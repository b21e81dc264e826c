use crate::config::PipelineConfig;
use crate::control::{PipelineControl, WorkerExit};
use crate::error::{FetchErrorKind, PipelineError};
use crate::memory::ManualMemoryProbe;
use crate::producer::{Producer, ProducerMessage};
use crate::registry::PipelineId;
use crate::source::{SourceAdapter, VecSource};
use crate::telemetry::{CollectingReporter, EventKind};
use crate::test_support::{FlakySource, StalledSource, numbered};
use std::sync::Arc;
use std::time::Duration;
use tokio::sync::mpsc;
use tokio::time::timeout;

const LIMIT: u64 = 1_000_000;

fn config(chunk_size: usize) -> PipelineConfig {
  PipelineConfig::default()
    .with_chunk_size(chunk_size)
    .with_memory_limit(LIMIT)
    .with_memory_check_interval(Duration::from_millis(10))
    .with_retries(3, Duration::from_millis(1), Duration::from_millis(5))
}

fn producer(config: &PipelineConfig, source: Arc<dyn SourceAdapter>) -> (Producer, PipelineControl, ManualMemoryProbe) {
  let control = PipelineControl::new();
  let probe = ManualMemoryProbe::new(0);
  let producer = Producer::new(PipelineId::from("producer-test"), config, source, control.clone())
    .with_memory_probe(Arc::new(probe.clone()));
  (producer, control, probe)
}

async fn next(rx: &mut mpsc::Receiver<ProducerMessage>) -> ProducerMessage {
  timeout(Duration::from_secs(2), rx.recv())
    .await
    .expect("producer message")
    .expect("channel open")
}

async fn next_chunk_len(rx: &mut mpsc::Receiver<ProducerMessage>) -> usize {
  match next(rx).await {
    ProducerMessage::Chunk(chunk) => chunk.records.len(),
    other => panic!("expected chunk, got {other:?}"),
  }
}

async fn assert_quiet(rx: &mut mpsc::Receiver<ProducerMessage>) {
  assert!(
    timeout(Duration::from_millis(80), rx.recv()).await.is_err(),
    "producer emitted without demand"
  );
}

#[tokio::test]
async fn test_chunks_follow_chunk_size_and_end_on_empty_page() {
  let source = Arc::new(VecSource::new(numbered(1500)));
  let (producer, _control, _probe) = producer(&config(500), source.clone());
  let producer = producer.with_total_records(Some(1500));
  let (demand, mut rx, task) = producer.spawn();

  assert!(demand.ask(1500).await);
  for _ in 0..3 {
    assert_eq!(next_chunk_len(&mut rx).await, 500);
  }
  assert_quiet(&mut rx).await;
  assert!(demand.ask(1).await);
  assert!(matches!(next(&mut rx).await, ProducerMessage::Done));
  assert_eq!(task.await.unwrap().unwrap(), WorkerExit::Completed);
  assert_eq!(source.fetch_calls(), vec![(0, 500), (500, 500), (1000, 500), (1500, 1)]);
}

#[tokio::test]
async fn test_undercounted_source_is_read_to_the_end() {
  // Rows were appended after count() was taken.
  let source = Arc::new(VecSource::new(numbered(10)));
  let (producer, _control, _probe) = producer(&config(2), source.clone());
  let producer = producer.with_total_records(Some(5));
  let (demand, mut rx, task) = producer.spawn();

  assert!(demand.ask(20).await);
  let mut received = 0;
  for _ in 0..5 {
    received += next_chunk_len(&mut rx).await;
  }
  assert_eq!(received, 10);
  assert!(matches!(next(&mut rx).await, ProducerMessage::Done));
  assert_eq!(task.await.unwrap().unwrap(), WorkerExit::Completed);
  assert_eq!(source.fetch_calls().last(), Some(&(10, 2)));
}

#[tokio::test]
async fn test_empty_fetch_ends_stream_without_count() {
  let source = Arc::new(VecSource::new(numbered(3)).with_count(false));
  let (producer, _control, _probe) = producer(&config(2), source.clone());
  let (demand, mut rx, task) = producer.spawn();

  assert!(demand.ask(10).await);
  assert_eq!(next_chunk_len(&mut rx).await, 2);
  assert_eq!(next_chunk_len(&mut rx).await, 1);
  assert!(matches!(next(&mut rx).await, ProducerMessage::Done));
  assert_eq!(task.await.unwrap().unwrap(), WorkerExit::Completed);
  assert_eq!(source.fetch_calls().len(), 3);
}

#[tokio::test]
async fn test_never_emits_more_than_outstanding_demand() {
  let source = Arc::new(VecSource::new(numbered(100)));
  let (producer, _control, _probe) = producer(&config(5), source.clone());
  let (demand, mut rx, _task) = producer.spawn();

  assert!(demand.ask(7).await);
  assert_eq!(next_chunk_len(&mut rx).await, 5);
  assert_eq!(next_chunk_len(&mut rx).await, 2);
  assert_quiet(&mut rx).await;

  assert!(demand.ask(3).await);
  assert_eq!(next_chunk_len(&mut rx).await, 3);
  assert_eq!(source.fetch_calls(), vec![(0, 5), (5, 2), (7, 3)]);
}

#[tokio::test]
async fn test_open_breaker_withholds_then_resumes_without_loss() {
  let source = Arc::new(VecSource::new(numbered(10)));
  let reporter = Arc::new(CollectingReporter::new());
  let (producer, _control, probe) = producer(&config(10), source.clone());
  probe.set(LIMIT);
  let (demand, mut rx, _task) = producer.with_reporter(reporter.clone()).spawn();

  assert!(demand.ask(10).await);
  assert_quiet(&mut rx).await;
  assert!(source.fetch_calls().is_empty());

  probe.set(0);
  assert_eq!(next_chunk_len(&mut rx).await, 10);
  let transitions: Vec<_> = reporter
    .named("circuit.transition")
    .into_iter()
    .map(|event| match event.kind {
      EventKind::CircuitTransition { to, .. } => to.as_str(),
      _ => unreachable!(),
    })
    .collect();
  assert_eq!(transitions, vec!["open", "closed"]);
}

#[tokio::test]
async fn test_degraded_breaker_halves_chunk_size() {
  let source = Arc::new(VecSource::new(numbered(1000)));
  let (producer, _control, probe) = producer(&config(500), source.clone());
  probe.set(LIMIT * 85 / 100);
  let (demand, mut rx, _task) = producer.spawn();

  assert!(demand.ask(500).await);
  assert_eq!(next_chunk_len(&mut rx).await, 250);
  assert_eq!(next_chunk_len(&mut rx).await, 250);
}

#[tokio::test]
async fn test_transient_failures_are_retried() {
  let source = Arc::new(FlakySource::transient(numbered(4), 2));
  let reporter = Arc::new(CollectingReporter::new());
  let (producer, _control, _probe) = producer(&config(4), source.clone());
  let (demand, mut rx, _task) = producer.with_reporter(reporter.clone()).spawn();

  assert!(demand.ask(4).await);
  assert_eq!(next_chunk_len(&mut rx).await, 4);
  assert_eq!(source.attempts(), 3);
  assert_eq!(reporter.count("fetch.retry"), 2);
}

#[tokio::test]
async fn test_exhausted_retries_fail_downstream() {
  let source = Arc::new(FlakySource::transient(numbered(4), u32::MAX));
  let reporter = Arc::new(CollectingReporter::new());
  let (producer, _control, _probe) = producer(&config(4), source.clone());
  let (demand, mut rx, task) = producer.with_reporter(reporter.clone()).spawn();

  assert!(demand.ask(4).await);
  match next(&mut rx).await {
    ProducerMessage::Failed(PipelineError::SourceFetch { attempts, .. }) => assert_eq!(attempts, 4),
    other => panic!("expected failure, got {other:?}"),
  }
  assert!(task.await.unwrap().is_err());
  assert_eq!(source.attempts(), 4);
  assert_eq!(reporter.count("pipeline.error"), 1);
}

#[tokio::test]
async fn test_permanent_failure_is_not_retried() {
  let source = Arc::new(FlakySource::permanent(numbered(4)));
  let (producer, _control, _probe) = producer(&config(4), source.clone());
  let (demand, mut rx, task) = producer.spawn();

  assert!(demand.ask(4).await);
  assert!(matches!(
    next(&mut rx).await,
    ProducerMessage::Failed(PipelineError::SourceFetch { attempts: 1, .. })
  ));
  assert!(matches!(
    task.await.unwrap(),
    Err(PipelineError::SourceFetch { attempts: 1, .. })
  ));
}

#[tokio::test]
async fn test_fetch_timeout_counts_as_transient() {
  let config = config(4)
    .with_retries(0, Duration::from_millis(1), Duration::from_millis(1))
    .with_fetch_timeout(Some(Duration::from_millis(20)));
  let (producer, _control, _probe) = producer(&config, Arc::new(StalledSource));
  let (demand, mut rx, _task) = producer.spawn();

  assert!(demand.ask(4).await);
  match next(&mut rx).await {
    ProducerMessage::Failed(PipelineError::SourceFetch { source, .. }) => {
      assert_eq!(source.kind, FetchErrorKind::Transient);
    }
    other => panic!("expected timeout failure, got {other:?}"),
  }
}

#[tokio::test]
async fn test_pause_withholds_production() {
  let source = Arc::new(VecSource::new(numbered(10)));
  let (producer, control, _probe) = producer(&config(10), source);
  control.pause();
  let (demand, mut rx, _task) = producer.spawn();

  assert!(demand.ask(10).await);
  assert_quiet(&mut rx).await;
  control.resume();
  assert_eq!(next_chunk_len(&mut rx).await, 10);
}

#[tokio::test]
async fn test_cancel_stops_waiting_producer() {
  let (producer, control, _probe) = producer(&config(10), Arc::new(StalledSource));
  let (demand, _rx, task) = producer.spawn();

  assert!(demand.ask(10).await);
  tokio::time::sleep(Duration::from_millis(20)).await;
  control.cancel();
  let exit = timeout(Duration::from_secs(1), task).await.unwrap().unwrap();
  assert_eq!(exit.unwrap(), WorkerExit::Cancelled);
}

* * * *

▶ [Work order]:
Write the lines again exactly, from the first line of the material above to the line that includes "async fn next_chunk_len(rx: &mut", both included. Leave out all the rest.

▶ [Exercise answer]:
repository b21e81dc264e826c
use crate::config::PipelineConfig;
use crate::control::{PipelineControl, WorkerExit};
use crate::error::{FetchErrorKind, PipelineError};
use crate::memory::ManualMemoryProbe;
use crate::producer::{Producer, ProducerMessage};
use crate::registry::PipelineId;
use crate::source::{SourceAdapter, VecSource};
use crate::telemetry::{CollectingReporter, EventKind};
use crate::test_support::{FlakySource, StalledSource, numbered};
use std::sync::Arc;
use std::time::Duration;
use tokio::sync::mpsc;
use tokio::time::timeout;

const LIMIT: u64 = 1_000_000;

fn config(chunk_size: usize) -> PipelineConfig {
  PipelineConfig::default()
    .with_chunk_size(chunk_size)
    .with_memory_limit(LIMIT)
    .with_memory_check_interval(Duration::from_millis(10))
    .with_retries(3, Duration::from_millis(1), Duration::from_millis(5))
}

fn producer(config: &PipelineConfig, source: Arc<dyn SourceAdapter>) -> (Producer, PipelineControl, ManualMemoryProbe) {
  let control = PipelineControl::new();
  let probe = ManualMemoryProbe::new(0);
  let producer = Producer::new(PipelineId::from("producer-test"), config, source, control.clone())
    .with_memory_probe(Arc::new(probe.clone()));
  (producer, control, probe)
}

async fn next(rx: &mut mpsc::Receiver<ProducerMessage>) -> ProducerMessage {
  timeout(Duration::from_secs(2), rx.recv())
    .await
    .expect("producer message")
    .expect("channel open")
}

async fn next_chunk_len(rx: &mut mpsc::Receiver<ProducerMessage>) -> usize {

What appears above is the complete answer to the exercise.